** Records shown follows **
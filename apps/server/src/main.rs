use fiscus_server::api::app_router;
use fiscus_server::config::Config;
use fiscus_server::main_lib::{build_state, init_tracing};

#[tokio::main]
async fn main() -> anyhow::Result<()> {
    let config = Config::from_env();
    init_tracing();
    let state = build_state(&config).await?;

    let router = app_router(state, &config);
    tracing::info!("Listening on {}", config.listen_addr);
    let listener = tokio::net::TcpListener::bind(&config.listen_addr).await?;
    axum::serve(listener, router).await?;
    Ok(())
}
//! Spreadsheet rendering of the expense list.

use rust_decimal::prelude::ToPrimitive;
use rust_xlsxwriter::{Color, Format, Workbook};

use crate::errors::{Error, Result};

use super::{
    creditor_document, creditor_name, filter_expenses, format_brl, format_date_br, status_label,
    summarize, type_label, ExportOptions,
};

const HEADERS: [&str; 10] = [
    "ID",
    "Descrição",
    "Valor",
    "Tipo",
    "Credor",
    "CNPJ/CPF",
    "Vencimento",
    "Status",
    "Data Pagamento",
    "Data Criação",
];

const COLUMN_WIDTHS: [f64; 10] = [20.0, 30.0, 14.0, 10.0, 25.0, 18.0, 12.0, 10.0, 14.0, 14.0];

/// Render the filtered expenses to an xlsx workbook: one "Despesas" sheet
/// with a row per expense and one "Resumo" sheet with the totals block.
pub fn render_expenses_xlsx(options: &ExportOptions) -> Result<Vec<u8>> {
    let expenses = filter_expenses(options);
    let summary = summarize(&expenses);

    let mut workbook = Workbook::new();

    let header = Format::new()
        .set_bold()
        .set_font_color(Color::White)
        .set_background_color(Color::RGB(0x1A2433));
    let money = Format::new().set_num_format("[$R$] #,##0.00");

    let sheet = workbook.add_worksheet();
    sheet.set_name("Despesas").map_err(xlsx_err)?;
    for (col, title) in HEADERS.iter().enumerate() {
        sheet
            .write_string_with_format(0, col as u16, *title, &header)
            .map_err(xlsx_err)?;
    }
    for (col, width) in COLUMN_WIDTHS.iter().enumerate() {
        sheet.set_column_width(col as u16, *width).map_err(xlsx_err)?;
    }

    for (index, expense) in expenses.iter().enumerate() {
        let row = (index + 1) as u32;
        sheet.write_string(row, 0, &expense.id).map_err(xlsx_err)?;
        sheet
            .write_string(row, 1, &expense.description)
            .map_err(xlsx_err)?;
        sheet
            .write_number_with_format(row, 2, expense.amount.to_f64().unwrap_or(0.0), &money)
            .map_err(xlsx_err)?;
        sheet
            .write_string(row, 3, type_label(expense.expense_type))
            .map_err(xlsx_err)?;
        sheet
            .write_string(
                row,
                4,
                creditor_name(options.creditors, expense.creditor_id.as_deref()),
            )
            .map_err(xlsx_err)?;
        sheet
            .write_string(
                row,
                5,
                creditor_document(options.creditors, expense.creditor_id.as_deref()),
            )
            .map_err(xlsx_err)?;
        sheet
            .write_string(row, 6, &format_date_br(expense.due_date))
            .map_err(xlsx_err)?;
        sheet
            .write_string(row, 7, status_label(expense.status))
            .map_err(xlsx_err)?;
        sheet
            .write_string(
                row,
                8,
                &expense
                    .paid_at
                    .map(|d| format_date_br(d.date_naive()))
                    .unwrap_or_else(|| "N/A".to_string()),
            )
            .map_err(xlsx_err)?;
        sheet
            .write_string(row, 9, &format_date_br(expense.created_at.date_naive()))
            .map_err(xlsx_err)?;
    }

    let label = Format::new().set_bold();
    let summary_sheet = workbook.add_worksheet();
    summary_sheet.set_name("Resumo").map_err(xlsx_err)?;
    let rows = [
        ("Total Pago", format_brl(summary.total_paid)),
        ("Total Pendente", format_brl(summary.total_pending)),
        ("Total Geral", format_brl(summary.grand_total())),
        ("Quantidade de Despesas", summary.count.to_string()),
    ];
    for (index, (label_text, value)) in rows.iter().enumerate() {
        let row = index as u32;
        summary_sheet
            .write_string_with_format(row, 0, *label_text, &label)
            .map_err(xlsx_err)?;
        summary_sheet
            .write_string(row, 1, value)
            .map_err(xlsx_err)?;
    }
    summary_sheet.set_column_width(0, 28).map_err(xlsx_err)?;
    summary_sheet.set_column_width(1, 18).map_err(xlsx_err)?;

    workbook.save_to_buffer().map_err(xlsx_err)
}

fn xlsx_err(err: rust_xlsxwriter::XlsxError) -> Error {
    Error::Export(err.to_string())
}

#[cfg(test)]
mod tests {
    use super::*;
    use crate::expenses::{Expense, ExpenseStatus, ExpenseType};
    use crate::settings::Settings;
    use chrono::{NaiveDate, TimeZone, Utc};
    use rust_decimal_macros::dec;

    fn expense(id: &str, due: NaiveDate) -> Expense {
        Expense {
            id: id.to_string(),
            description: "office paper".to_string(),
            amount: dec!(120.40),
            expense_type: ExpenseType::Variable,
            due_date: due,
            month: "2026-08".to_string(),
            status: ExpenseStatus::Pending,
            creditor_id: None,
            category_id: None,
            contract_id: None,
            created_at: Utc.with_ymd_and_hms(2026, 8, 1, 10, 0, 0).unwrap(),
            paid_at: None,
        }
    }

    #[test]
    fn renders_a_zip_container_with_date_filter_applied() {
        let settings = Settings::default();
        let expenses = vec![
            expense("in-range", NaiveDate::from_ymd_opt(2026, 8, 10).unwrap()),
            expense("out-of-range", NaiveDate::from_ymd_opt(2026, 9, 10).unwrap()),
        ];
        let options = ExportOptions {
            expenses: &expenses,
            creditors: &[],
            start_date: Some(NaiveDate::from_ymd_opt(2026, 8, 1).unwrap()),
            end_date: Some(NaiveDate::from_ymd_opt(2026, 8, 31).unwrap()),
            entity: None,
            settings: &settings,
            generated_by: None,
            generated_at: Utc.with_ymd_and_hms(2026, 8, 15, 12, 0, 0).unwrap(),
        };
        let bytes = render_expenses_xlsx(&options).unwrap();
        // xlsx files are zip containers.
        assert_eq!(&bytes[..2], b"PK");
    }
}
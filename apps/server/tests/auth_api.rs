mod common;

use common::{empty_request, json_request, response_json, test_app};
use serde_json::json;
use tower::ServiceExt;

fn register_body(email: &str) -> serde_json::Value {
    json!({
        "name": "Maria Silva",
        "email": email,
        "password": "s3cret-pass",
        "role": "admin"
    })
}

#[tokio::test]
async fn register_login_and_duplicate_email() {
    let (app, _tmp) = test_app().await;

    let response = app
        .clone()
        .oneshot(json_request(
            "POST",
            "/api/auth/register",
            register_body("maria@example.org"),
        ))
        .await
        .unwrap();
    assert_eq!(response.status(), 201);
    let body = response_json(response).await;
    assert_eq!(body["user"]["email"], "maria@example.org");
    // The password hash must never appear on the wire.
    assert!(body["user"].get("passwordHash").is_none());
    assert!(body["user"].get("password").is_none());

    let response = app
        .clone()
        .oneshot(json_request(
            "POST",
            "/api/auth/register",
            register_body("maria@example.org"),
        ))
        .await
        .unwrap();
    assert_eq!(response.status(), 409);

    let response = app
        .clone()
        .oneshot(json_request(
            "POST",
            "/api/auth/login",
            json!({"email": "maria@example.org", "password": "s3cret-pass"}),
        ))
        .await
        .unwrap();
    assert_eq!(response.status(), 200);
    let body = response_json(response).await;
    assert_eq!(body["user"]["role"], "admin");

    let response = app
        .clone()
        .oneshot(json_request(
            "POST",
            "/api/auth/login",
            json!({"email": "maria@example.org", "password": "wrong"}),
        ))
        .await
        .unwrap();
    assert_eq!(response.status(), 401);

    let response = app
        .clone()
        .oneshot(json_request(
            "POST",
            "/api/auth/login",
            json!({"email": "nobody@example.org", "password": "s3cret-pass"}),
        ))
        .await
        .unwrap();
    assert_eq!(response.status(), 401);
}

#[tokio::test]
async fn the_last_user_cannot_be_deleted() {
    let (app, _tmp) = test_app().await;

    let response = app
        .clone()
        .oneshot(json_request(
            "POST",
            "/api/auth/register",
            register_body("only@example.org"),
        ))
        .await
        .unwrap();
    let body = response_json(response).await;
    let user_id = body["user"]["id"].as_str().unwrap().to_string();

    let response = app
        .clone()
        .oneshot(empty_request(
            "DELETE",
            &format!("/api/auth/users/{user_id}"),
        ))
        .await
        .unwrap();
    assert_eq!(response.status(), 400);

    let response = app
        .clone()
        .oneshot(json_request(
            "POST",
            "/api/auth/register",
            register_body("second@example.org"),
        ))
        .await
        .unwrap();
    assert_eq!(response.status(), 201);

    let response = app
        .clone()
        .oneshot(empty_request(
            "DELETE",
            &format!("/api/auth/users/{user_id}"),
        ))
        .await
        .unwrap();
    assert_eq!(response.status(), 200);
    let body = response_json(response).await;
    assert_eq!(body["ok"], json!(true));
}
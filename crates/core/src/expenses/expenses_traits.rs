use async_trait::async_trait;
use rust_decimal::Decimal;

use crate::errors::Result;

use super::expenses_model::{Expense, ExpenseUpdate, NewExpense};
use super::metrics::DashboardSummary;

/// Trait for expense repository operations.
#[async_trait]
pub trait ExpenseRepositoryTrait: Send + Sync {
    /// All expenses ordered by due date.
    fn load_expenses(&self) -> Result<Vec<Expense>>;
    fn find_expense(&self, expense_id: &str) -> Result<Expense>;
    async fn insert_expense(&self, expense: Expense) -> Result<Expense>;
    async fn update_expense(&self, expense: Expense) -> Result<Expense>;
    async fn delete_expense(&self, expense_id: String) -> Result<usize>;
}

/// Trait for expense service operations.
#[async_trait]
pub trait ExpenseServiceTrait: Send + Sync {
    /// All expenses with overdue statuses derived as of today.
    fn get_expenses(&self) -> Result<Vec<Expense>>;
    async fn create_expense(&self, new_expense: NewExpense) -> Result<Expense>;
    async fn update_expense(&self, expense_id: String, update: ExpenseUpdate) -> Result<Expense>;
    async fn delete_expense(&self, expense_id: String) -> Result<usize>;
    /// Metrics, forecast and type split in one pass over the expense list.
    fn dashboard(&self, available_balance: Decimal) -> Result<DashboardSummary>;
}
** End of Records shown **
▶ **Exercise details**: The first line of the entries, the line with "let mut workbook = Workbook::new();", and every line between them should be retyped exactly, and nothing else.

▶ **Solution to the problem**:
filename apps/server/src/main.rs
use fiscus_server::api::app_router;
use fiscus_server::config::Config;
use fiscus_server::main_lib::{build_state, init_tracing};

#[tokio::main]
async fn main() -> anyhow::Result<()> {
    let config = Config::from_env();
    init_tracing();
    let state = build_state(&config).await?;

    let router = app_router(state, &config);
    tracing::info!("Listening on {}", config.listen_addr);
    let listener = tokio::net::TcpListener::bind(&config.listen_addr).await?;
    axum::serve(listener, router).await?;
    Ok(())
}
//! Spreadsheet rendering of the expense list.

use rust_decimal::prelude::ToPrimitive;
use rust_xlsxwriter::{Color, Format, Workbook};

use crate::errors::{Error, Result};

use super::{
    creditor_document, creditor_name, filter_expenses, format_brl, format_date_br, status_label,
    summarize, type_label, ExportOptions,
};

const HEADERS: [&str; 10] = [
    "ID",
    "Descrição",
    "Valor",
    "Tipo",
    "Credor",
    "CNPJ/CPF",
    "Vencimento",
    "Status",
    "Data Pagamento",
    "Data Criação",
];

const COLUMN_WIDTHS: [f64; 10] = [20.0, 30.0, 14.0, 10.0, 25.0, 18.0, 12.0, 10.0, 14.0, 14.0];

/// Render the filtered expenses to an xlsx workbook: one "Despesas" sheet
/// with a row per expense and one "Resumo" sheet with the totals block.
pub fn render_expenses_xlsx(options: &ExportOptions) -> Result<Vec<u8>> {
    let expenses = filter_expenses(options);
    let summary = summarize(&expenses);

    let mut workbook = Workbook::new();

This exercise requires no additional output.